And in the big scheme of things, by her being a “mean girl” – she literally helped me more than she can ever know.  The outpouring of love and support was huge. I have a great group of women that are around me and build me up every day. But this went way beyond that.  I knew that Michelle, Tamara, Rachel, Crystal, and Jenn – those girls got my back.  This was over 300 – READ THAT – 300 PEOPLE.  Over three hundred people took the time to comment, text, or dm me.  I am so grateful.  So freaking grateful.  

Unfortunately, through her selfish comments – she hurt a few people. But the ones she intended to hurt, she actually lifted. Funny how that works.

Now, lets get down to what I want to say. This woman speaks Christianity.  Offers prayers for others. She does not look like me.  She does not talk like me. She just does not.  But please do not judge a book by it’s cover.

I have bleach blonde hair.  Sometimes it has looked like a rainbow.

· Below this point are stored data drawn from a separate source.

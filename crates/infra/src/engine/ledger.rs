//! Movement ledger: append-only entries written in the same transaction as the
//! stock mutation they explain.

use tracing::instrument;

use stockledger_core::{InventoryError, InventoryResult, ProductId};
use stockledger_inventory::{MovementEntry, StockDelta, StockLine};

use super::{InventoryCore, apply_delta, require_product};
use crate::store::{InventoryStore, InventoryTx};

/// Apply `delta` to the entry's stock line, then append the entry.
///
/// The delta and the entry must describe the same physical change: the net
/// on-hand effect of the delta has to equal the entry's signed quantity.
/// Validation happens before either write, so a failure leaves no orphaned
/// ledger row.
pub async fn record_movement<T: InventoryTx>(
    tx: &mut T,
    delta: StockDelta,
    entry: &MovementEntry,
) -> InventoryResult<StockLine> {
    if delta.available + delta.committed != entry.signed_quantity() {
        return Err(InventoryError::invariant(format!(
            "{} entry of {} does not match stock delta (available {}, committed {})",
            entry.kind.as_str(),
            entry.signed_quantity(),
            delta.available,
            delta.committed
        )));
    }
    let line = apply_delta(tx, &entry.stock_key, delta, entry.created_at).await?;
    tx.insert_movement(entry).await?;
    Ok(line)
}

impl<S: InventoryStore> InventoryCore<S> {
    /// Newest ledger entries of a product, across all its lines.
    #[instrument(skip(self), fields(product_id = %product_id), err)]
    pub async fn list_recent_movements(
        &self,
        product_id: ProductId,
        limit: usize,
    ) -> InventoryResult<Vec<MovementEntry>> {
        let mut tx = self.store.begin().await?;
        require_product(&mut tx, product_id).await?;
        let movements = tx.recent_movements(product_id, limit).await?;
        tx.rollback().await?;
        Ok(movements)
    }
}
//! Postgres-backed inventory store.
//!
//! Stock lines are serialised per row: every mutator goes through
//! [`InventoryTx::lock_stock_line`], which upserts a zero baseline row and then
//! takes `SELECT … FOR UPDATE`. Writers on the same line queue behind each
//! other; writers on different lines never block.
//!
//! ## Error Mapping
//!
//! | SQLx Error | PostgreSQL Error Code | StoreError |
//! |------------|----------------------|------------|
//! | Database (unique violation) | `23505` | `Conflict` |
//! | Database (serialization failure / deadlock) | `40001` / `40P01` | `Conflict` |
//! | Database (check / foreign key violation) | `23514` / `23503` | `Corrupt` |
//! | Database (other) | Any other | `Unavailable` |
//! | Decode / ColumnDecode / ColumnNotFound | N/A | `Corrupt` |
//! | PoolClosed / PoolTimedOut / Io / other | N/A | `Unavailable` |

use async_trait::async_trait;
use chrono::{DateTime, Duration, Utc};
use rust_decimal::Decimal;
use sqlx::postgres::{PgPoolOptions, PgRow};
use sqlx::{FromRow, PgPool, Postgres, Row, Transaction};
use tracing::instrument;
use uuid::Uuid;

use stockledger_core::{ProductId, ReservationId, SupplierId, TransferId};
use stockledger_inventory::{
    MovementEntry, Reservation, StockKey, StockLine, Transfer,
};
use stockledger_parties::{ContactInfo, Supplier, TaxId};
use stockledger_products::Product;
use stockledger_purchasing::Purchase;

use super::{InventoryStore, InventoryTx, StoreError, StoreResult};

const SCHEMA: &str = include_str!("../../migrations/0001_inventory.sql");

macro_rules! stock_line_columns {
    () => {
        "product_id, warehouse_id, location_id, available, committed, average_cost, minimum_stock, updated_at"
    };
}

macro_rules! movement_columns {
    () => {
        "id, kind, direction, product_id, warehouse_id, location_id, quantity, unit_cost, reference, actor_user_id, created_at"
    };
}

macro_rules! reservation_columns {
    () => {
        "id, product_id, warehouse_id, location_id, quantity, state, linked_transaction_id, linked_detail_id, \
         expires_at, reason, state_reason, created_by, closed_by, created_at, updated_at, closed_at"
    };
}

macro_rules! transfer_columns {
    () => {
        "id, product_id, origin_warehouse_id, destination_warehouse_id, quantity, state, unit_cost, \
         dispatch_movement_id, receipt_movement_id, return_movement_id, reference, notes, created_by, \
         closed_by, created_at, updated_at, closed_at"
    };
}

macro_rules! supplier_columns {
    () => {
        "id, name, tax_id, email, phone, address, contact_name, status, created_by, created_at, updated_at"
    };
}

/// Postgres inventory store over a shared connection pool.
#[derive(Debug, Clone)]
pub struct PostgresInventoryStore {
    pool: PgPool,
}

impl PostgresInventoryStore {
    pub fn new(pool: PgPool) -> Self {
        Self { pool }
    }

    /// Open a pool against `url`.
    #[instrument(skip(url), err)]
    pub async fn connect(url: &str, max_connections: u32) -> StoreResult<Self> {
        let pool = PgPoolOptions::new()
            .max_connections(max_connections)
            .connect(url)
            .await
            .map_err(|e| map_sqlx_error("connect", e))?;
        Ok(Self::new(pool))
    }

    /// Create tables and indexes if they do not exist yet.
    #[instrument(skip(self), err)]
    pub async fn apply_schema(&self) -> StoreResult<()> {
        sqlx::raw_sql(SCHEMA)
            .execute(&self.pool)
            .await
            .map_err(|e| map_sqlx_error("apply_schema", e))?;
        Ok(())
    }

    pub fn pool(&self) -> &PgPool {
        &self.pool
    }
}

#[async_trait]
impl InventoryStore for PostgresInventoryStore {
    type Tx = PostgresTx;

    async fn begin(&self) -> StoreResult<Self::Tx> {
        let tx = self
            .pool
            .begin()
            .await
            .map_err(|e| map_sqlx_error("begin_transaction", e))?;
        Ok(PostgresTx { tx })
    }
}

/// One database transaction. Dropped without commit = rolled back.
pub struct PostgresTx {
    tx: Transaction<'static, Postgres>,
}

impl PostgresTx {
    async fn fetch_reservation(&mut self, id: ReservationId, lock: bool) -> StoreResult<Option<Reservation>> {
        let sql = if lock {
            concat!("SELECT ", reservation_columns!(), " FROM reservations WHERE id = $1 FOR UPDATE")
        } else {
            concat!("SELECT ", reservation_columns!(), " FROM reservations WHERE id = $1")
        };
        let row = sqlx::query(sql)
            .bind(id.as_uuid())
            .fetch_optional(&mut *self.tx)
            .await
            .map_err(|e| map_sqlx_error("select_reservation", e))?;
        row.map(|r| decode::<ReservationRow>(&r)?.into_domain()).transpose()
    }

    async fn fetch_transfer(&mut self, id: TransferId, lock: bool) -> StoreResult<Option<Transfer>> {
        let sql = if lock {
            concat!("SELECT ", transfer_columns!(), " FROM transfers WHERE id = $1 FOR UPDATE")
        } else {
            concat!("SELECT ", transfer_columns!(), " FROM transfers WHERE id = $1")
        };
        let row = sqlx::query(sql)
            .bind(id.as_uuid())
            .fetch_optional(&mut *self.tx)
            .await
            .map_err(|e| map_sqlx_error("select_transfer", e))?;
        row.map(|r| decode::<TransferRow>(&r)?.into_domain()).transpose()
    }

    async fn fetch_supplier(&mut self, sql: &'static str, bind: Uuid) -> StoreResult<Option<Supplier>> {
        let row = sqlx::query(sql)
            .bind(bind)
            .fetch_optional(&mut *self.tx)
            .await
            .map_err(|e| map_sqlx_error("select_supplier", e))?;
        row.map(|r| decode::<SupplierRow>(&r)?.into_domain()).transpose()
    }
}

I have tattoos.  My clothing style is just that – MY STYLE.  I like what I like and how I like it. I know people talk about the way I dress.  Talk about my hair.  Ask anyone who has ever been out with me in public, every single time, this is said, “I love your hair”,  “I wish I had the courage to do that”, or “You look like Pink!”  This past weekend, I literally had a guy run up to me, because he got excited because he thought I was.  And I love Jesus. Why? Because I have made mistakes, and I have been given grace.  I have not known how I would function the next day, and he got me up.  Jesus is the one who got me here today. Jesus is the one who has taught me radical grace, and radical non-judgement. And my number one goal, it create a life, and a story – of just that.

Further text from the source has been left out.